Sampling Techniques – Justifying the Use of Finite Population Correction

finite-populationsampling

Given the fact the finite population correction effectively reduces the standard error of the sampling distribution, which (compared with the lack of a finite population correction) will increase the test statistic from a hypothesis test (and therefore increase the probability that the null will be rejected), it seems quite a powerful tool to use without a strong justification.

Here is one scenario I feel it is justified to use it:

[Edit 2 – I have changed the scenario here slightly following a very valid point from Steve. I don't want non-response rates to distract from the focus of the finite population correction].

I have a company which has new leadership in the past 12 months. During the old leadership, I performed a random sample on 50% of the employees (with a 100% response rate). Under new leadership, I conducted the same survey on a random sample of 45% of the employees (again, with a 100% response rate)

If I want to see how the results to some questions in the survey have changed in a statistically significant way, I should apply the finite population correction. I am comparing two sets of employees at two specific points in time. I don't care about anyone other than the population working within the company at those two points in time.

[Edit 2 – To clarify my concern]

In addition, those who were not working in the firm at those two points in time would not be able to answer the survey anyway. Taking a basic question like 'I have enjoyed working here in the last couple of months,' only those who have actually worked at the firm could reasonably answer. In which case, assuming an infinite population seems like it is applying an arbitrary restriction on the sampling distribution.

Here is one scenario I feel it wouldn't be justified to use it:

I carry out a questionnaire to a sample of customers who bought products from me to assess their interests, in order for me to inform me how best to diversify my business for the next couple of years. While this sample is 20% of all those customers I have served since I opened, I could perceive the population here to be inclusive of all those customers who haven't bought products from me (because they aren't in the area or my prices were too high or they didn't know about my shop etc.) and therefore I have a population which leaves my sample to be <1% of it in size).

Questions:

Do people agree with these my interpretation of the two example scenarios?

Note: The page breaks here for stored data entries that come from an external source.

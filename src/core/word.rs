//! Wordle word representation
//!
//! A Word stores an upper-cased word of ASCII letters. Unlike the classic game the
//! length is not fixed: the board adapts to whatever length the target has.

use std::fmt;
use thiserror::Error;

/// An upper-case word made only of ASCII letters
#[derive(Debug, Clone, PartialEq, Eq, Hash)]
pub struct Word {
    text: String,
}

/// Error type for invalid words
#[derive(Debug, Clone, PartialEq, Eq, Error)]
pub enum WordError {
    #[error("Word must contain at least one letter")]
    Empty,
    #[error("Word must contain only ASCII letters")]
    NonAscii,
    #[error("Word contains invalid characters")]
    InvalidCharacters,
}

impl Word {
    /// Create a new Word from a string, normalising it to upper case
    ///
    /// # Errors
    /// Returns `WordError` if:
    /// - The input is empty
    /// - Contains non-ASCII characters
    /// - Contains non-alphabetic characters
    ///
    /// # Examples
    /// ```
    /// use wordle_cli::core::Word;
    ///
    /// let word = Word::new("crane").unwrap();
    /// assert_eq!(word.text(), "CRANE");
    ///
    /// assert!(Word::new("sh0rt").is_err());
    /// assert!(Word::new("").is_err());
    /// ```
    pub fn new(text: impl Into<String>) -> Result<Self, WordError> {
        let text: String = text.into().to_ascii_uppercase();

        if text.is_empty() {
            return Err(WordError::Empty);
        }

        if !text.is_ascii() {
            return Err(WordError::NonAscii);
        }

        if !text.bytes().all(|b| b.is_ascii_uppercase()) {
            return Err(WordError::InvalidCharacters);
        }

        Ok(Self { text })
    }

    /// Get the word as a string slice
    #[inline]
    #[must_use]
    pub fn text(&self) -> &str {
        &self.text
    }

    /// Get the letters as ASCII bytes
    #[inline]
    #[must_use]
    pub fn letters(&self) -> &[u8] {
        self.text.as_bytes()
    }

    /// Number of letters
    #[inline]
    #[must_use]
    pub fn len(&self) -> usize {
        self.text.len()
    }

    /// Always false; a Word is never empty. Present for clippy's `len_without_is_empty`.
    #[inline]
    #[must_use]
    pub fn is_empty(&self) -> bool {
        self.text.is_empty()
    }

    /// Attempts allowed when this word is the target: one more than its length
    #[inline]
    #[must_use]
    pub fn max_attempts(&self) -> usize {
        self.len() + 1
    }
}

impl fmt::Display for Word {
    fn fmt(&self, f: &mut fmt::Formatter<'_>) -> fmt::Result {
        write!(f, "{}", self.text)
    }
}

When producing a piece of work, is it good practice to include the justification why you are using a finite population correction?

Is this largely a assessment of 'who' the population is and whether you want your results to apply just to the 'known' population or whether you are seeking to provide something that has a wider level of application than just the 'known' population?

Best Answer

You are correct about the second scenario, for the reason you give, but not about the first scenario. The theory of the finite population correction (fpc) applies only to a random sample without replacement (Lohr (2009) Sec 2.8,pp 51-530. The key word is random. The hallmark of a random sample is that selection is determined by random numbers or the physical equivalent. In your first scenario the 45% of the population who responded were not selected by random numbers. The same would be true if the 45% were part of an even large random sample of the population: response is not governed by random numbers.

Even if you have a sample of a substantial part of the population with (near) 100% response, you should still omit the fpc if the purpose of your study is to develop predictions, estimate odds ratios, or to otherwise test hypotheses or quote p-values. The reasoning is interesting (Cochran, 1977, p.39): For a finite population it is seldom of scientific interest to ask if a null hypothesis (e.g. that two proportions are equal) is exactly true. Except by a very rare chance, it will not be, as one would discover this by enumerating the entire population. This leads to the adoption of a "superpopulation" viewpoint, which is taken by almost all statisticians these days. Your second scenario is a variant of this. See also Deming(1966) pp 247-261 "Distinction between enumerative and analystic studies"; Korn and Graubard (1999), p. 227.

ADDED NOV 26 I should have noted that the finite population correction is a minor concern here. The major problem is the 55% non-response and the subsequent non-response bias. Survey professionals universally agree that it is better to take a smaller manageable sample and to focus on reducing non-response by personalizing the initial contacts and by following-up with non-responders. Post-survey weighting fixes may also help, but will increase standard errors.

In summary, to answer your three questions:

  1. Your interpretation of the first scenario is incorrect.
  2. You really don't need to say anything. If your goal is to describe only the finite population from which you drew the sample, then you can mention that you omit the fpc because the effect is miniscule. Otherwise, when you do hypothesis testing or prediction, you could mention that omit the fpc, but I've never seen anyone do it.
  3. The decision of whether to use the fpc is the assessment you describe in the question. So the answer is "Yes".

Additional discussion See a related CV discussion here.

References

Cochran, W. G. (1977). Sampling techniques (3rd Ed.). New York: Wiley.

Deming, W. E. (1966). Some theory of sampling. New York: Dover Publications.

Korn, E. L., & Graubard, B. I. (1999). Analysis of health surveys (Wiley series in probability and statistics). New York: Wiley.

Levy, Paul S, and Stanley Lemeshow. 2008. Sampling of populations : methods and applications. Wiley series in survey methodology. Hoboken, N.J: Wiley.

Lohr, Sharon L. 2009. Sampling: Design and Analysis. Boston, MA: Cengage Brooks/Cole.